>What do you get if you run pandoc with -f latex+raw_tex -t native without any filter? My guess is that it is one of these:
>
> 1.  The whole tabular ends up inside a huge RawBlock.
>
> 2.  The \makecell command ends up inside a RawInline or RawBlock and doesn't get rendered in the output.
>
> 3. #2 + the regex doesn't see the \IPA command because it is inside the \makecell command.

It looks like it's #3, everything within the makecell command is just completely missing from the document.

Redefining \IPA and \makecell in latex fixes the problem as far as pandoc is concerned. But I am using these commands to generate the latex output that I want, so I don't want the redefinitions permanently within the latex source file. Is there a way to configure pandoc to only insert these when pandoc is processing the .tex file, so I have correct tables and no strikethrough when xelatex is processing the file?

On Monday, December 6, 2021 at 2:34:27 AM UTC-8 BPJ wrote:
What do you get if you run pandoc with -f latex+raw_tex -t native without any filter?
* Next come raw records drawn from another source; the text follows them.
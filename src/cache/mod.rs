//! Per-target dependency cache.
//!
//! Package-manager downloads (archives and index lists) are persisted between
//! runs, keyed by [`CacheKey`]. The key carries the target id as a mandatory
//! field and every storage path starts with it, so an entry written for one
//! target can never be restored into another.

pub mod backend;
pub mod lock;
pub mod package_manager;

use std::path::PathBuf;
use std::sync::Arc;

use anyhow::{bail, Result};

use crate::core::error::PipelineError;
use crate::core::profile::{TargetId, TargetProfile};
use crate::util::archive::{pack_dir, unpack};
use crate::util::fs::{ensure_dir, remove_dir_all_if_exists};
use crate::util::hash::Fingerprint;

pub use backend::FsCacheBackend;
pub use lock::{LockError, TargetLock};
pub use package_manager::{AptGet, InstallRequest, PackageManager};

/// Identity of one cache entry.
#[derive(Debug, Clone, PartialEq, Eq, Hash)]
pub struct CacheKey {
    pub target: TargetId,
    pub fingerprint: String,
}

impl CacheKey {
    pub fn new(target: TargetId, fingerprint: impl Into<String>) -> Result<Self> {
        let fingerprint = fingerprint.into();
        if fingerprint.is_empty() || !fingerprint.chars().all(|c| c.is_ascii_alphanumeric()) {
            bail!("invalid cache fingerprint `{}`", fingerprint);
        }
        Ok(CacheKey {
            target,
            fingerprint,
        })
    }

    /// Key for a profile and the exact package list it installs.
    pub fn for_profile(profile: &TargetProfile, packages: &[String]) -> Self {
        let mut fp = Fingerprint::new();
        fp.update_set(packages.iter().map(|p| p.as_str()))
            .update_str(profile.architecture.as_str())
            .update_opt(profile.float_abi.map(|f| f.as_str()))
            .update_str(&profile.compiler.c)
            .update_str(&profile.compiler.cxx);

        CacheKey {
            target: profile.id.clone(),
            fingerprint: fp.finish_short(),
        }
    }
}

/// The two halves of a cache entry.
#[derive(Debug, Clone, Copy, PartialEq, Eq, Hash)]
pub enum EntryPart {
    Archives,
    Index,
}

impl EntryPart {
    pub const ALL: [EntryPart; 2] = [EntryPart::Archives, EntryPart::Index];

    pub fn file_name(&self) -> &'static str {
        match self {
            EntryPart::Archives => "archives.tar.gz",
            EntryPart::Index => "index.tar.gz",
        }
    }
}

/// Key/value storage for cache entries.
pub trait CacheBackend: Send + Sync {
    fn get(&self, key: &CacheKey, part: EntryPart) -> Result<Option<Vec<u8>>>;

    /// Store `bytes`. Must be atomic: a concurrent `get` sees the old entry
    /// or the new one, never a partial write.
    fn put(&self, key: &CacheKey, part: EntryPart, bytes: &[u8]) -> Result<()>;
}

/// What a restore attempt found.
#[derive(Debug, Clone, Copy, PartialEq, Eq)]
pub enum RestoreOutcome {
    Restored,
    Miss,
    /// An entry existed but could not be unpacked; it was discarded.
    Corrupt,
    /// Caching is disabled for this run.
    Skipped,
}

/// Sorted, deduplicated install list for a profile.
pub fn install_list(common: &[String], profile: &TargetProfile) -> Vec<String> {
    let mut packages: Vec<String> = common.iter().chain(&profile.packages).cloned().collect();
    packages.sort();
    packages.dedup();
    packages
}

/// Restores, installs and persists one target's dependencies.
#[derive(Clone)]
pub struct DependencyCacheManager {
    backend: Arc<dyn CacheBackend>,
    package_manager: Arc<dyn PackageManager>,
    work_dir: PathBuf,
    enabled: bool,
}

impl DependencyCacheManager {
    pub fn new(
        backend: Arc<dyn CacheBackend>,
        package_manager: Arc<dyn PackageManager>,
        work_dir: impl Into<PathBuf>,
    ) -> Self {
        DependencyCacheManager {
            backend,
            package_manager,
            work_dir: work_dir.into(),
            enabled: true,
        }
    }

    /// Disable restore and persist. Install still runs.
    pub fn enabled(mut self, enabled: bool) -> Self {
        self.enabled = enabled;
        self
    }

    /// `<work>/<target-id>/deps`.
    pub fn deps_dir(&self, target: &TargetId) -> PathBuf {
        self.work_dir.join(target.as_str()).join("deps")
    }

    fn part_dir(&self, target: &TargetId, part: EntryPart) -> PathBuf {
        let deps = self.deps_dir(target);
        match part {
            EntryPart::Archives => deps.join("archives"),
            EntryPart::Index => deps.join("lists"),
        }
    }

    /// Best-effort: anything short of a clean restore is logged and
    /// reported as a miss, so a cold fetch follows.
    pub fn restore(&self, key: &CacheKey) -> RestoreOutcome {
        if !self.enabled {
            return RestoreOutcome::Skipped;
        }

        let mut parts = Vec::new();
        for part in EntryPart::ALL {
            match self.backend.get(key, part) {
                Ok(Some(bytes)) => parts.push((part, bytes)),
                Ok(None) => {
                    tracing::info!("Cache miss for {} ({})", key.target, key.fingerprint);
                    return RestoreOutcome::Miss;
                }
                Err(e) => {
                    tracing::warn!("Cache read failed for {}: {:#}", key.target, e);
                    return RestoreOutcome::Miss;
                }
            }
        }

        for (part, bytes) in &parts {
            let dest = self.part_dir(&key.target, *part);
            if let Err(e) = unpack(bytes, &dest) {
                tracing::warn!(
                    "Discarding corrupt cache entry for {} ({}): {:#}",
                    key.target,
                    key.fingerprint,
                    e
                );
                let _ = remove_dir_all_if_exists(&self.deps_dir(&key.target));
                return RestoreOutcome::Corrupt;
            }
        }

        tracing::info!("Restored cache for {} ({})", key.target, key.fingerprint);
        RestoreOutcome::Restored
    }

    /// Always runs, restored or not; the package manager treats already
    /// present packages as satisfied.
    pub fn fetch_and_install(
        &self,
        target: &TargetId,
        packages: &[String],
    ) -> Result<(), PipelineError> {
        let request = InstallRequest {
            target: target.clone(),
            packages: packages.to_vec(),
            archives_dir: self.part_dir(target, EntryPart::Archives),
            lists_dir: self.part_dir(target, EntryPart::Index),
        };

        self.package_manager
            .install(&request)
            .map_err(|e| PipelineError::InstallFailed {
                target: target.clone(),
                message: format!("{:#}", e),
            })
    }

    /// Best-effort: returns whether the entry was stored.
    pub fn persist(&self, key: &CacheKey) -> bool {
        if !self.enabled {
            return false;
        }

        for part in EntryPart::ALL {
            let dir = self.part_dir(&key.target, part);
            let stored = ensure_dir(&dir)
                .and_then(|_| pack_dir(&dir, None))
                .and_then(|bytes| self.backend.put(key, part, &bytes));
            if let Err(e) = stored {
                tracing::warn!("Failed to persist cache for {}: {:#}", key.target, e);
                return false;
            }
        }

        tracing::info!("Persisted cache for {} ({})", key.target, key.fingerprint);
        true
    }
}
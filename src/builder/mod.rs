//! Cross build driving.
//!
//! This module resolves cross toolchains and drives the wrapped CMake project
//! through configure and build for one target at a time.

pub mod cmake;
pub mod elf;
pub mod events;
pub mod executor;
pub mod toolchain;

pub use cmake::{BuildSystem, CMakeProject, ConfigureRequest};
pub use elf::ElfIdentity;
pub use events::{BuildEvent, EventSink, Step, StepReporter};
pub use executor::{BuildOutputs, BuildState, ExecutorSettings, TargetBuildExecutor};
pub use toolchain::{ToolchainProbe, ToolchainResolver, ToolchainSpec};
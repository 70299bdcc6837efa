//! High-level operations.
//!
//! This module wires the pipeline steps together and fans them out over the
//! selected targets.

pub mod matrix;
pub mod pipeline;

pub use matrix::{run, write_summary, MatrixOrchestrator};
pub use pipeline::{run_target, PipelineContext, RunOptions};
My guess is that it is one of these:

1.  The whole tabular ends up inside a huge RawBlock.

2.  The \makecell command ends up inside a RawInline or RawBlock and doesn't get rendered in the output.

3. #2 + the regex doesn't see the \IPA command because it is inside the \makecell command.

Also you may need a non-greedy regex: "\\IPA{(.*?)}" — and you may need the regex module for that to work.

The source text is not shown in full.